Tomas Strandin is one of the few NE researchers in Finland. He clothes himself carefully for working in the lab. In the photo, his clothing and equipment still lacks respiratory protective equipment.
New directions through researcher exchange
Tomas Strandin became interested in the Puumala virus during his studies. He wrote his doctoral thesis on its molecular biology and protein structure at the University of Helsinki Faculty of Medicine in 2012.
“It’s an interesting virus: its molecular structure is simple, yet it causes a complex, serious disease. In addition, it’s a zoonosis, a disease transmitted to people from animals. Zoonoses are rare here in Finland. The virus has only one reservoir host, the bank vole.”
There are many cases of NE in Finland, some 1,000–3,000 cases annually, with the highest number of cases in Eastern Finland. Compared with the annual number of cases of tick-borne encephalitis (TBE), less than one hundred, NE is considerably more common. There is no vaccine or curative treatment for NE, and recovery may be slow.
“Due to the Puumala virus, Finland ranks high in the number of hantavirus infections in Europe. All cases are documented carefully and a high number of samples is taken. This is why we’re well positioned to examine the disease and also accumulate information on hantaviruses.”
Strandin has studied the vascular pathology of the Puumala virus for seven years now. In 2014, he received three-year funding for postdoctoral research from the Academy of Finland, which sped up his work considerably. Now he continues as a postdoctoral researcher in the research group for zoonotic viruses at the Faculty of Medicine at Helsinki.
Last spring, researcher exchange took him to Karolinska Institutet in Stockholm, Sweden.
|“In NE research, we use samples collected from patients,” says Tomas Strandin.|
“In Finland, I’m one of the few NE researchers in the country. Therefore, it’s been interesting to work as part of a large research group. I hope that the importance of research will also be realised in Finland. My Swedish colleagues have strong knowledge of immunology and access to new technology, such as advanced flow cytometry, which can be used to measure leucocyte activation levels accurately in blood samples.”
He intends to bring this knowledge to Finland: “Too strong an immunological reaction of the body is one of the most severe forms of disease. Restricting it may also be the key to the treatment of seriously ill patients. An interesting factor are mononuclear phagocytes, the activation of which I had the opportunity to monitor with my Swedish colleagues.”
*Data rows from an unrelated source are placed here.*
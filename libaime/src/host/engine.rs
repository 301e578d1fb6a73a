// libaime/src/host/engine.rs

use crate::card::{CardSession, CardSummary};
use crate::config::EngineConfig;
use crate::device::Pn532;
use crate::host::codec::HostFrameCodec;
use crate::host::dispatch::{EngineState, dispatch};
use crate::host::frame::{FrameKind, HostFrame};
use crate::transport::HostPort;
use crate::types::BaudMode;
use crate::{Error, Result};

/// Bytes pulled from the host port per read.
const READ_CHUNK: usize = 32;

/// Single owner of the codec, the card session, the keys and the chip.
/// Driven from the main loop by [`ProtocolEngine::tick`].
pub struct ProtocolEngine {
    codec: HostFrameCodec,
    state: EngineState,
    chip: Pn532,
    port: Box<dyn HostPort>,
}

impl ProtocolEngine {
    pub fn new(chip: Pn532, port: Box<dyn HostPort>, config: EngineConfig) -> Self {
        Self {
            codec: HostFrameCodec::new(FrameKind::Request, config.frame_timeout),
            state: EngineState::new(config),
            chip,
            port,
        }
    }

    pub fn builder() -> EngineBuilder {
        EngineBuilder::new()
    }

    /// Expire a stale partial frame, drain the host port and answer every
    /// completed request.
    pub fn tick(&mut self, now_us: u64) {
        self.codec.poll_timeout(now_us);

        let mut buf = [0u8; READ_CHUNK];
        loop {
            let n = match self.port.read_available(&mut buf) {
                Ok(n) => n,
                Err(e) => {
                    log::warn!("host port read failed: {}", e);
                    return;
                }
            };
            if n == 0 {
                return;
            }
            for &byte in &buf[..n] {
                if let Some(request) = self.codec.feed(byte, now_us) {
                    let response = self.handle_frame(&request);
                    if let Err(e) = self.send(&response) {
                        log::warn!("host response not sent: {}", e);
                    }
                }
            }
        }
    }

    /// Run one request through the dispatcher and build the response.
    pub fn handle_frame(&mut self, request: &HostFrame) -> HostFrame {
        let reply = dispatch(&mut self.chip, &mut self.state, request);
        if reply.status != crate::host::Status::Ok {
            log::debug!(
                "host command {:#04x} replied {}",
                request.command,
                reply.status
            );
        }
        HostFrame::reply_to(request, reply.status.code(), reply.payload)
    }

    fn send(&mut self, frame: &HostFrame) -> Result<()> {
        let wire = HostFrameCodec::encode(frame)?;
        #[cfg(feature = "diagnostics")]
        log::trace!("host tx: {}", crate::utils::bytes_to_hex_spaced(&wire));
        self.port.write_all(&wire)?;
        self.port.flush()
    }

    /// 24-bit RGB color last set by the host.
    pub fn led_color(&self) -> u32 {
        self.state.led_color
    }

    pub fn session(&self) -> Option<&CardSession> {
        self.state.session.as_ref()
    }

    /// Summary of the card found by the last successful poll.
    pub fn current_card(&self) -> Option<CardSummary> {
        self.state.session.as_ref().map(CardSummary::from)
    }

    pub fn baud_mode(&self) -> BaudMode {
        self.state.config.baud_mode
    }

    /// Selects the canned identity strings; set by the platform when the
    /// host changes line speed.
    pub fn set_baud_mode(&mut self, mode: BaudMode) {
        self.state.config.baud_mode = mode;
    }

    pub fn chip_mut(&mut self) -> &mut Pn532 {
        &mut self.chip
    }
}

/// Helper to construct a ProtocolEngine with optional configuration.
pub struct EngineBuilder {
    chip: Option<Pn532>,
    port: Option<Box<dyn HostPort>>,
    config: EngineConfig,
}

impl EngineBuilder {
    pub fn new() -> Self {
        Self {
            chip: None,
            port: None,
            config: EngineConfig::default(),
        }
    }

    pub fn chip(mut self, chip: Pn532) -> Self {
        self.chip = Some(chip);
        self
    }

    pub fn port(mut self, port: Box<dyn HostPort>) -> Self {
        self.port = Some(port);
        self
    }

    pub fn config(mut self, config: EngineConfig) -> Self {
        self.config = config;
        self
    }

    pub fn baud_mode(mut self, mode: BaudMode) -> Self {
        self.config.baud_mode = mode;
        self
    }

    /// Build the engine and configure the chip. A chip that fails to
    /// configure is logged and kept: card commands then report no card
    /// while identity and LED commands still answer.
    pub fn build(self) -> Result<ProtocolEngine> {
        let mut chip = self.chip.ok_or(Error::DeviceNotFound)?;
        let port = self
            .port
            .ok_or_else(|| Error::UnsupportedOperation("no host port configured".into()))?;
        if let Err(e) = chip.initialize() {
            log::warn!("reader chip initialization failed: {}", e);
        }
        Ok(ProtocolEngine::new(chip, port, self.config))
    }
}

impl Default for EngineBuilder {
    fn default() -> Self {
        Self::new()
    }
}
Respiratory protective equipment prevents infection
According to Strandin, the results of the Puumala virus research can be used to model various types of haemorrhagic fever.
“The Ebola virus, too, causes increased vascular permeability. However, it’s difficult to research due to its dangerous nature. Its biosafety level is IV, the highest.”
As for the Puumala virus, the biosafety level specified for laboratories in Finland is III. Biosafety level III laboratories can only be accessed by personnel who have completed special safety training. All clothing is changed upon entering and exiting, the equipment includes respiratory protective equipment, and personnel must take a shower upon exiting.
Strandin says that he sometimes thinks about his own safety. However, he does not stress over it.
“We use cell cultures to analyse the effects of the Puumala virus on endothelial cells isolated from blood vessel walls. In addition, we examine samples collected from NE patients that we receive from Tampere University Hospital with the assistance of emeritus professors Antti Vaheri and Jukka Mustonen and Docent Satu Mäkelä.”
NE has never been transmitted in a laboratory. In other European countries, the biosafety level specified for laboratories handling hantaviruses is II. This level is also being considered in Finland.
“The risk of infection is completely different in the case of bank vole researchers, who are in direct contact with moles. Almost all of them contract NE as it is transmitted by air. One of them has died of the disease in Finland.”